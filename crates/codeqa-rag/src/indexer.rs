//! Batch indexing orchestrator: corpus → embed → upsert.

use std::sync::atomic::{AtomicBool, Ordering};
use std::time::Instant;

use codeqa_llm::LlmProvider;
use futures::StreamExt;
use serde::{Deserialize, Serialize};

use crate::corpus::CorpusSource;
use crate::embedding::EmbeddingClient;
use crate::error::{RagError, Result, ServiceErrorKind};
use crate::index::VectorIndex;
use crate::request::RequestScope;
use crate::snippet::{CodeSnippet, CorpusItem, snippet_id};

const PROGRESS_EVERY: usize = 100;

/// What to do after an item fails.
#[derive(Debug, Clone, Copy, Default, PartialEq, Eq, Serialize, Deserialize)]
#[serde(rename_all = "lowercase")]
pub enum FailurePolicy {
    #[default]
    Continue,
    /// Stop scheduling new items after the first failure.
    Abort,
}

/// Indexer configuration.
#[derive(Debug, Clone)]
pub struct IndexerConfig {
    /// Items embedded and upserted at the same time.
    pub concurrency: usize,
    pub failure_policy: FailurePolicy,
}

impl Default for IndexerConfig {
    fn default() -> Self {
        Self {
            concurrency: 4,
            failure_policy: FailurePolicy::Continue,
        }
    }
}

#[derive(Debug)]
pub struct IndexFailure {
    /// Zero-based position of the item in the source.
    pub position: usize,
    pub id: Option<String>,
    pub error: RagError,
}

/// Summary of an indexing run.
#[derive(Debug, Default)]
pub struct IndexReport {
    pub items_seen: usize,
    pub indexed: usize,
    pub failures: Vec<IndexFailure>,
    pub duration_ms: u64,
}

impl IndexReport {
    #[must_use]
    pub fn is_clean(&self) -> bool {
        self.failures.is_empty()
    }
}

/// Populates a [`VectorIndex`] from a corpus source.
pub struct CodeIndexer<P> {
    embedder: EmbeddingClient<P>,
    index: VectorIndex,
    config: IndexerConfig,
}

impl<P: LlmProvider> CodeIndexer<P> {
    #[must_use]
    pub fn new(embedder: EmbeddingClient<P>, index: VectorIndex, config: IndexerConfig) -> Self {
        Self {
            embedder,
            index,
            config,
        }
    }

    #[must_use]
    pub fn index(&self) -> &VectorIndex {
        &self.index
    }

    /// Index at most `limit` items from `source`, restarting the source from
    /// its beginning. Item failures are collected in the report.
    ///
    /// # Errors
    ///
    /// Returns an error only if the collection cannot be ensured or the
    /// source cannot be opened.
    pub async fn load_and_index(
        &self,
        scope: &RequestScope,
        source: &dyn CorpusSource,
        limit: Option<usize>,
    ) -> Result<IndexReport> {
        let start = Instant::now();
        let mut report = IndexReport::default();

        self.index.ensure_collection(scope).await?;

        let items = source.items().await?;
        let items = match limit {
            Some(n) => items.take(n).left_stream(),
            None => items.right_stream(),
        };

        let concurrency = self.config.concurrency.max(1);
        tracing::info!(
            collection = self.index.name(),
            concurrency,
            limit = ?limit,
            "indexing started"
        );

        // Set on abort or cancellation; items already in flight are still drained.
        let stop = AtomicBool::new(false);
        let mut outcomes = items
            .take_while(|_| futures::future::ready(!stop.load(Ordering::Relaxed)))
            .enumerate()
            .map(|(position, item)| self.index_item(scope, position, item))
            .buffer_unordered(concurrency);

        while let Some(outcome) = outcomes.next().await {
            report.items_seen += 1;
            match outcome {
                Ok(id) => {
                    report.indexed += 1;
                    tracing::debug!(%id, "snippet indexed");
                }
                Err(failure) => {
                    tracing::warn!(
                        position = failure.position,
                        id = failure.id.as_deref().unwrap_or("-"),
                        "indexing item failed: {}",
                        failure.error
                    );
                    let cancelled =
                        failure.error.service_kind() == Some(ServiceErrorKind::Cancelled);
                    report.failures.push(failure);
                    if self.config.failure_policy == FailurePolicy::Abort || cancelled {
                        stop.store(true, Ordering::Relaxed);
                    }
                }
            }
            if report.items_seen % PROGRESS_EVERY == 0 {
                tracing::info!(
                    seen = report.items_seen,
                    indexed = report.indexed,
                    failed = report.failures.len(),
                    "indexing progress"
                );
            }
        }

        report.failures.sort_by_key(|f| f.position);
        report.duration_ms = start.elapsed().as_millis().try_into().unwrap_or(u64::MAX);
        tracing::info!(
            seen = report.items_seen,
            indexed = report.indexed,
            failed = report.failures.len(),
            duration_ms = report.duration_ms,
            "indexing finished"
        );
        Ok(report)
    }

    async fn index_item(
        &self,
        scope: &RequestScope,
        position: usize,
        item: Result<CorpusItem>,
    ) -> std::result::Result<String, IndexFailure> {
        let fail = |id: Option<String>, error: RagError| IndexFailure {
            position,
            id,
            error,
        };

        let item = item.map_err(|e| fail(None, e))?;
        if item.code.trim().is_empty() {
            return Err(fail(None, RagError::Input("empty code text".into())));
        }

        let id = snippet_id(&item.code);
        let embedding = match self.embedder.embed(scope, &item.code).await {
            Ok(v) => v,
            Err(e) => return Err(fail(Some(id), e)),
        };
        let snippet = CodeSnippet::new(item, embedding);
        match self.index.upsert_snippet(scope, snippet).await {
            Ok(()) => Ok(id),
            Err(e) => Err(fail(Some(id), e)),
        }
    }
}
use std::io::Write;
use std::path::{Path, PathBuf};

use codeqa_core::AppBuilder;
use codeqa_core::config::{Config, ProviderKind, StoreBackend};
use codeqa_rag::{RagError, RequestScope};
use serial_test::serial;

const CORPUS: &str = r#"{"code": "def add(a, b):\n    return a + b", "func_name": "add", "repo": "demo/math"}
{"code": "def sub(a, b):\n    return a - b", "func_name": "sub", "repo": "demo/math"}

not json at all
{"code": "def mul(a, b):\n    return a * b", "func_name": "mul", "repo": "demo/math"}
"#;

fn mock_config(dimension: usize) -> Config {
    let mut config = Config::default();
    config.llm.provider = ProviderKind::Mock;
    config.vector_store.backend = StoreBackend::Memory;
    config.vector_store.dimension = dimension;
    config
}

fn write_corpus(dir: &Path) -> PathBuf {
    let path = dir.join("corpus.jsonl");
    let mut file = std::fs::File::create(&path).unwrap();
    file.write_all(CORPUS.as_bytes()).unwrap();
    path
}

#[test]
#[serial]
fn shipped_config_matches_defaults() {
    let path = Path::new(env!("CARGO_MANIFEST_DIR")).join("config/default.toml");
    let config = Config::load(&path).unwrap();
    config.validate().unwrap();

    let defaults = Config::default();
    assert_eq!(config.llm.model, defaults.llm.model);
    assert_eq!(config.llm.embedding_model, defaults.llm.embedding_model);
    assert_eq!(config.vector_store.collection, defaults.vector_store.collection);
    assert_eq!(config.vector_store.dimension, defaults.vector_store.dimension);
    assert_eq!(config.retrieval.top_k, defaults.retrieval.top_k);
    assert_eq!(config.indexer.limit, defaults.indexer.limit);
    assert_eq!(config.timeouts.request_secs, defaults.timeouts.request_secs);
    assert_eq!(config.gateway.max_body_size, defaults.gateway.max_body_size);
}

#[tokio::test]
async fn index_corpus_then_answer() {
    let dir = tempfile::tempdir().unwrap();
    let corpus = write_corpus(dir.path());
    let app = AppBuilder::from_config(mock_config(4), dir.path().join("codeqa.toml")).unwrap();
    let scope = RequestScope::new();

    let report = app
        .build_indexer()
        .load_and_index(&scope, &app.build_corpus(Some(&corpus)), None)
        .await
        .unwrap();
    assert_eq!(report.items_seen, 4);
    assert_eq!(report.indexed, 3);
    assert_eq!(report.failures.len(), 1);
    assert!(matches!(report.failures[0].error, RagError::Input(_)));
    assert!(report.failures[0].id.is_none());
    assert_eq!(app.build_index().count(&scope).await.unwrap(), 3);

    let answer = app
        .build_assistant()
        .answer_with_context(&app.request_scope(), "how do I add numbers?")
        .await
        .unwrap();
    assert_eq!(answer.response, "mock response");
    assert_eq!(answer.context.len(), 3);
    for hit in &answer.context {
        assert!(hit.code().is_some_and(|c| c.starts_with("def ")));
        assert_eq!(hit.metadata.get("repo").map(String::as_str), Some("demo/math"));
    }
}

#[tokio::test]
async fn reindexing_does_not_duplicate() {
    let dir = tempfile::tempdir().unwrap();
    let corpus = write_corpus(dir.path());
    let app = AppBuilder::from_config(mock_config(4), PathBuf::new()).unwrap();
    let scope = RequestScope::new();
    let indexer = app.build_indexer();
    let source = app.build_corpus(Some(&corpus));

    indexer.load_and_index(&scope, &source, None).await.unwrap();
    let second = indexer.load_and_index(&scope, &source, None).await.unwrap();
    assert_eq!(second.indexed, 3);
    assert_eq!(app.build_index().count(&scope).await.unwrap(), 3);
}

#[tokio::test]
async fn limit_bounds_items_read() {
    let dir = tempfile::tempdir().unwrap();
    let corpus = write_corpus(dir.path());
    let app = AppBuilder::from_config(mock_config(4), PathBuf::new()).unwrap();
    let scope = RequestScope::new();

    let report = app
        .build_indexer()
        .load_and_index(&scope, &app.build_corpus(Some(&corpus)), Some(2))
        .await
        .unwrap();
    assert_eq!(report.items_seen, 2);
    assert!(report.is_clean());
}

#[tokio::test]
async fn missing_corpus_is_an_input_error() {
    let app = AppBuilder::from_config(mock_config(4), PathBuf::new()).unwrap();
    let err = app
        .build_indexer()
        .load_and_index(
            &RequestScope::new(),
            &app.build_corpus(Some(Path::new("/nonexistent/corpus.jsonl"))),
            None,
        )
        .await
        .unwrap_err();
    assert!(matches!(err, RagError::Input(_)));
}

#[tokio::test]
async fn blank_question_is_rejected() {
    let app = AppBuilder::from_config(mock_config(4), PathBuf::new()).unwrap();
    let err = app
        .build_assistant()
        .answer(&app.request_scope(), "   ")
        .await
        .unwrap_err();
    assert!(matches!(err, RagError::Input(_)));
}

#[tokio::test]
async fn fresh_app_answers_from_empty_index() {
    let app = AppBuilder::from_config(mock_config(4), PathBuf::new()).unwrap();
    let scope = app.request_scope();
    app.ensure_index(&scope).await.unwrap();

    let assistant = app.build_assistant();
    let hits = assistant
        .retriever()
        .semantic_search(&scope, "anything", 3)
        .await
        .unwrap();
    assert!(hits.is_empty());

    let answer = assistant
        .answer_with_context(&scope, "how do I add numbers?")
        .await
        .unwrap();
    assert_eq!(answer.response, "mock response");
    assert!(answer.context.is_empty());
}

#[tokio::test]
async fn ensure_index_is_idempotent() {
    let app = AppBuilder::from_config(mock_config(4), PathBuf::new()).unwrap();
    let scope = RequestScope::new();
    app.ensure_index(&scope).await.unwrap();
    app.ensure_index(&scope).await.unwrap();
    assert_eq!(app.build_index().count(&scope).await.unwrap(), 0);
}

════════════════

◆ ABOUT THIS TASK
Produce only the lines from the line containing "let mut outcomes = items" through the line containing "while let Some(outcome)", inclusive of both, exactly as they stand in the entries above.

◆ FINAL ANSWER
        let mut outcomes = items
            .take_while(|_| futures::future::ready(!stop.load(Ordering::Relaxed)))
            .enumerate()
            .map(|(position, item)| self.index_item(scope, position, item))
            .buffer_unordered(concurrency);

        while let Some(outcome) = outcomes.next().await {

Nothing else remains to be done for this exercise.